Dutch polish tax image, to 'update' treaties with 23 poor countries

DutchNews.nl, Saturday 31 August 2013

(ANP)
The Netherlands is to update its tax treaties with 23 poor countries to include provisions to stop the system being abused, foreign trade minister Lilian Ploumen and junior tax minister Frans Weekers announced on Friday.

The move follows several reports showing that developing countries are missing out of millions of euros in tax income because of tax avoidance treaties with the Netherlands.

For example, a report in June by multinational research institute Sono said ‘28 [poor] countries together lose €771m on dividend and interest tax income alone every year,’ because of Dutch tax treaties.

The Netherlands has tax treaties with 90 countries. 'By making use of loopholes in tax treaties... companies can avoid paying tax,' the ministerial briefing said. 'This means poor countries miss out on tax revenue, funds they clearly need to pay for instrastructure and education.'

Worldwide

Weekers said the Netherlands alone cannot stop this happening and the issue needs to be tackled at a global level, following consultations with the OECD, G20 and EU.

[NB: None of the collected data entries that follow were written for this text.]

//! Pane records stored in the partition tree arena
//!
//! This module provides the record type behind every pane in the tree.
//! Rather than owning child nodes directly, each record stores its
//! relationships as IDs into a single arena map, which keeps an
//! arbitrarily nested structure free of ownership cycles.
//!
//! # Record Structure
//!
//! ```text
//! Pane(1) [split Horizontal]
//! ├── Pane(2) weight 0.4, content
//! └── Pane(3) weight 0.6, empty
//! ```
//!
//! A record is a leaf while `children` is empty; splitting fills in
//! `children` and the split axis, merging clears them again.

use crate::alignment::{Alignment, ContentPlacement, Margins};
use crate::color::Rgb;

use super::types::{ContentId, PaneId, SplitAxis};

/// Content attached to a leaf pane.
///
/// Pairs the host's opaque handle with the placement the host asked for.
/// Disposal of whatever the handle refers to stays with the host; the
/// tree only tracks which leaf holds which handle.
#[derive(Debug, Clone, Copy, PartialEq, Eq)]
pub struct PaneContent {
    /// Host-owned handle for what the pane displays.
    pub content: ContentId,
    /// How the content is anchored within the pane.
    pub alignment: Alignment,
    /// Margins between the pane's edges and the content.
    pub margins: Margins,
}

impl PaneContent {
    /// Creates a content attachment.
    #[must_use]
    pub const fn new(content: ContentId, alignment: Alignment, margins: Margins) -> Self {
        Self {
            content,
            alignment,
            margins,
        }
    }

    /// Resolves the attachment into a renderer-facing placement.
    #[must_use]
    pub const fn placement(&self) -> ContentPlacement {
        self.alignment.resolve(self.margins)
    }
}

/// One pane's record in the arena.
///
/// All relationships (`parent`, `children`, `siblings`) are IDs of other
/// live records in the same tree. `weight` is the fractional share of the
/// parent's space assigned when the pane was created by a split; the root
/// owns the whole region and has weight 1.0.
#[derive(Debug, Clone, PartialEq)]
pub struct PaneRecord {
    /// This pane's ID.
    pub id: PaneId,
    /// Owning pane, or `None` for the root.
    pub parent: Option<PaneId>,
    /// Ordered children; empty unless split.
    pub children: Vec<PaneId>,
    /// Panes created together with this one in the same split call,
    /// excluding this pane itself.
    pub siblings: Vec<PaneId>,
    /// Axis of this pane's split; `Some` iff split.
    pub split_axis: Option<SplitAxis>,
    /// Fractional share of the parent's space.
    pub weight: f64,
    /// Attached content; only a leaf can hold one.
    pub content: Option<PaneContent>,
    /// Explicit background color, independent of structure.
    pub background: Option<Rgb>,
    /// Whether the host should render this pane.
    pub visible: bool,
}

impl PaneRecord {
    /// Creates the root record: a visible empty leaf owning all space.
    #[must_use]
    pub const fn root(id: PaneId) -> Self {
        Self {
            id,
            parent: None,
            children: Vec::new(),
            siblings: Vec::new(),
            split_axis: None,
            weight: 1.0,
            content: None,
            background: None,
            visible: true,
        }
    }

    /// Creates a leaf record spawned by splitting `parent`.
    #[must_use]
    pub const fn child(id: PaneId, parent: PaneId, weight: f64) -> Self {
        Self {
            id,
            parent: Some(parent),
            children: Vec::new(),
            siblings: Vec::new(),
            split_axis: None,
            weight,
            content: None,
            background: None,
            visible: true,
        }
    }

    /// Returns true if this pane is split into children.
    #[must_use]
    pub fn is_split(&self) -> bool {
        !self.children.is_empty()
    }

    /// Returns true if this pane is a leaf.
    #[must_use]
    pub fn is_leaf(&self) -> bool {
        self.children.is_empty()
    }

    /// Returns true if this pane holds no content.
    #[must_use]
    pub const fn is_empty(&self) -> bool {
        self.content.is_none()
    }

    /// Returns true if this pane holds content.
    #[must_use]
    pub const fn is_occupied(&self) -> bool {
        self.content.is_some()
    }

    /// Returns true if this pane is the root.
    #[must_use]
    pub const fn is_root(&self) -> bool {
        self.parent.is_none()
    }
}
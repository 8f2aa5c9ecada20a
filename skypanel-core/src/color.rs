//! Colors for pane backgrounds and the debug overlay
//!
//! This module provides the RGB value type used for background overrides
//! and a small deterministic palette the debug overlay draws from. The
//! palette is an explicit, injectable source rather than ambient
//! randomness, so overlay colors are reproducible in tests and across
//! enable cycles.

use std::fmt;

/// An RGB color in 8-bit channels.
#[derive(Debug, Clone, Copy, PartialEq, Eq, Hash)]
pub struct Rgb {
    /// Red channel.
    pub r: u8,
    /// Green channel.
    pub g: u8,
    /// Blue channel.
    pub b: u8,
}

impl Rgb {
    /// Creates a color from its three channels.
    #[must_use]
    pub const fn new(r: u8, g: u8, b: u8) -> Self {
        Self { r, g, b }
    }

    /// White, the default debug label foreground.
    pub const WHITE: Self = Self::new(0xff, 0xff, 0xff);

    /// Black, the default debug label background.
    pub const BLACK: Self = Self::new(0x00, 0x00, 0x00);
}

impl fmt::Display for Rgb {
    fn fmt(&self, f: &mut fmt::Formatter<'_>) -> fmt::Result {
        write!(f, "#{:02x}{:02x}{:02x}", self.r, self.g, self.b)
    }
}

/// Standard palette for debug overlay backgrounds.
///
/// Chosen to stay distinguishable from one another against both light
/// and dark themes.
///
/// The palette includes:
/// - Blue (0x3584e4)
/// - Green (0x2ec27e)
/// - Orange (0xff7800)
/// - Purple (0x9141ac)
/// - Cyan (0x00b4d8)
/// - Red (0xe01b24)
pub const DEBUG_COLORS: &[Rgb] = &[
    Rgb::new(0x35, 0x84, 0xe4), // Blue
    Rgb::new(0x2e, 0xc2, 0x7e), // Green
    Rgb::new(0xff, 0x78, 0x00), // Orange
    Rgb::new(0x91, 0x41, 0xac), // Purple
    Rgb::new(0x00, 0xb4, 0xd8), // Cyan
    Rgb::new(0xe0, 0x1b, 0x24), // Red
];

/// A cycling source of debug colors.
///
/// Hands out colors from a fixed palette in order, wrapping around when
/// the palette is exhausted. Callers that need other colors, or a single
/// repeated color for screenshots, inject their own palette with
/// [`DebugPalette::with_colors`].
///
/// # Example
///
/// ```
/// use skypanel_core::color::{DebugPalette, DEBUG_COLORS};
///
/// let mut palette = DebugPalette::new();
/// assert_eq!(palette.next_color(), DEBUG_COLORS[0]);
/// assert_eq!(palette.next_color(), DEBUG_COLORS[1]);
/// ```
#[derive(Debug, Clone)]
pub struct DebugPalette {
    colors: Vec<Rgb>,
    cursor: usize,
}

impl DebugPalette {
    /// Creates a palette cycling over [`DEBUG_COLORS`].
    #[must_use]
    pub fn new() -> Self {
        Self {
            colors: DEBUG_COLORS.to_vec(),
            cursor: 0,
        }
    }

    /// Creates a palette cycling over the given colors.
    ///
    /// An empty list falls back to [`DEBUG_COLORS`] so the source can
    /// always produce a color.
    #[must_use]
    pub fn with_colors(colors: Vec<Rgb>) -> Self {
        if colors.is_empty() {
            Self::new()
        } else {
            Self { colors, cursor: 0 }
        }
    }

    /// Returns the next color, wrapping around at the end of the palette.
    pub fn next_color(&mut self) -> Rgb {
        let color = self.colors[self.cursor];
        self.cursor = (self.cursor + 1) % self.colors.len();
        color
    }

    /// Rewinds the cycle to the start of the palette.
    pub fn reset(&mut self) {
        self.cursor = 0;
    }

    /// Returns the number of colors in the palette.
    #[must_use]
    pub fn len(&self) -> usize {
        self.colors.len()
    }

    /// Always false; an empty palette falls back to the default colors.
    #[must_use]
    pub fn is_empty(&self) -> bool {
        self.colors.is_empty()
    }
}

impl Default for DebugPalette {
    fn default() -> Self {
        Self::new()
    }
}
//! Core type definitions for the free-form panel system
//!
//! This module contains the fundamental identifier types and enums used
//! throughout the pane partition tree.

use std::fmt;
use uuid::Uuid;

/// Unique identifier for a pane within a partition tree.
///
/// Each pane has a unique ID that persists throughout its lifetime, even
/// as the tree structure changes. IDs are allocated monotonically by the
/// owning tree and are never reused while the pane is live.
#[derive(Debug, Clone, Copy, PartialEq, Eq, Hash, PartialOrd, Ord)]
pub struct PaneId(pub u64);

impl PaneId {
    /// Creates a pane ID from a raw value.
    #[must_use]
    pub const fn from_raw(raw: u64) -> Self {
        Self(raw)
    }

    /// Returns the raw ID value.
    #[must_use]
    pub const fn as_u64(self) -> u64 {
        self.0
    }
}

impl fmt::Display for PaneId {
    fn fmt(&self, f: &mut fmt::Formatter<'_>) -> fmt::Result {
        write!(f, "Pane({})", self.0)
    }
}

/// Monotonic allocator for [`PaneId`]s.
///
/// Owned by the tree that hands out the IDs. The first allocated ID is 1;
/// every subsequent call returns a strictly larger value, so an ID is
/// never reused for the lifetime of the allocator.
#[derive(Debug, Clone, PartialEq, Eq)]
pub struct PaneIdAllocator {
    next: u64,
}

impl PaneIdAllocator {
    /// Creates an allocator whose first ID will be `Pane(1)`.
    #[must_use]
    pub const fn new() -> Self {
        Self { next: 1 }
    }

    /// Returns the next unique pane ID.
    pub fn next_id(&mut self) -> PaneId {
        let id = PaneId(self.next);
        self.next += 1;
        id
    }
}

impl Default for PaneIdAllocator {
    fn default() -> Self {
        Self::new()
    }
}

/// Opaque handle for content displayed in a leaf pane.
///
/// Content handles are created by the host; the tree only records which
/// leaf currently holds which handle. Disposal of whatever the handle
/// refers to is the host's responsibility.
#[derive(Debug, Clone, Copy, PartialEq, Eq, Hash)]
pub struct ContentId(pub Uuid);

impl ContentId {
    /// Creates a new random content handle.
    #[must_use]
    pub fn new() -> Self {
        Self(Uuid::new_v4())
    }

    /// Creates a content handle from an existing UUID.
    #[must_use]
    pub const fn from_uuid(uuid: Uuid) -> Self {
        Self(uuid)
    }

    /// Returns the inner UUID.
    #[must_use]
    pub const fn as_uuid(&self) -> Uuid {
        self.0
    }
}

impl Default for ContentId {
    fn default() -> Self {
        Self::new()
    }
}

impl fmt::Display for ContentId {
    fn fmt(&self, f: &mut fmt::Formatter<'_>) -> fmt::Result {
        write!(f, "Content({})", self.0)
    }
}

/// Axis along which a split arranges its children.
///
/// A horizontal split places children side by side (left to right); a
/// vertical split stacks them (top to bottom).
#[derive(Debug, Clone, Copy, PartialEq, Eq, Hash)]
pub enum SplitAxis {
    /// Children arranged left to right.
    Horizontal,
    /// Children stacked top to bottom.
    Vertical,
}

impl fmt::Display for SplitAxis {
    fn fmt(&self, f: &mut fmt::Formatter<'_>) -> fmt::Result {
        match self {
            Self::Horizontal => write!(f, "Horizontal"),
            Self::Vertical => write!(f, "Vertical"),
        }
    }
}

In particular, the Netherlands plans to renegotiate a treaty with Zambia, which dates from 1977 and is 'outdated', the briefing said.

The most significant measure planned by the cabinet is to ensure letter box companies are more substantive and transparent, the Financieele Dagblad said.

They will need to have their own assets, a bank account, an accountant and the majority of the management board should live in the Netherlands. The company must also carry out actual economic activity.

The cabinet hopes these measures will head off criticism about shell companies locating in the Netherlands purely to take advantage of tax treaties.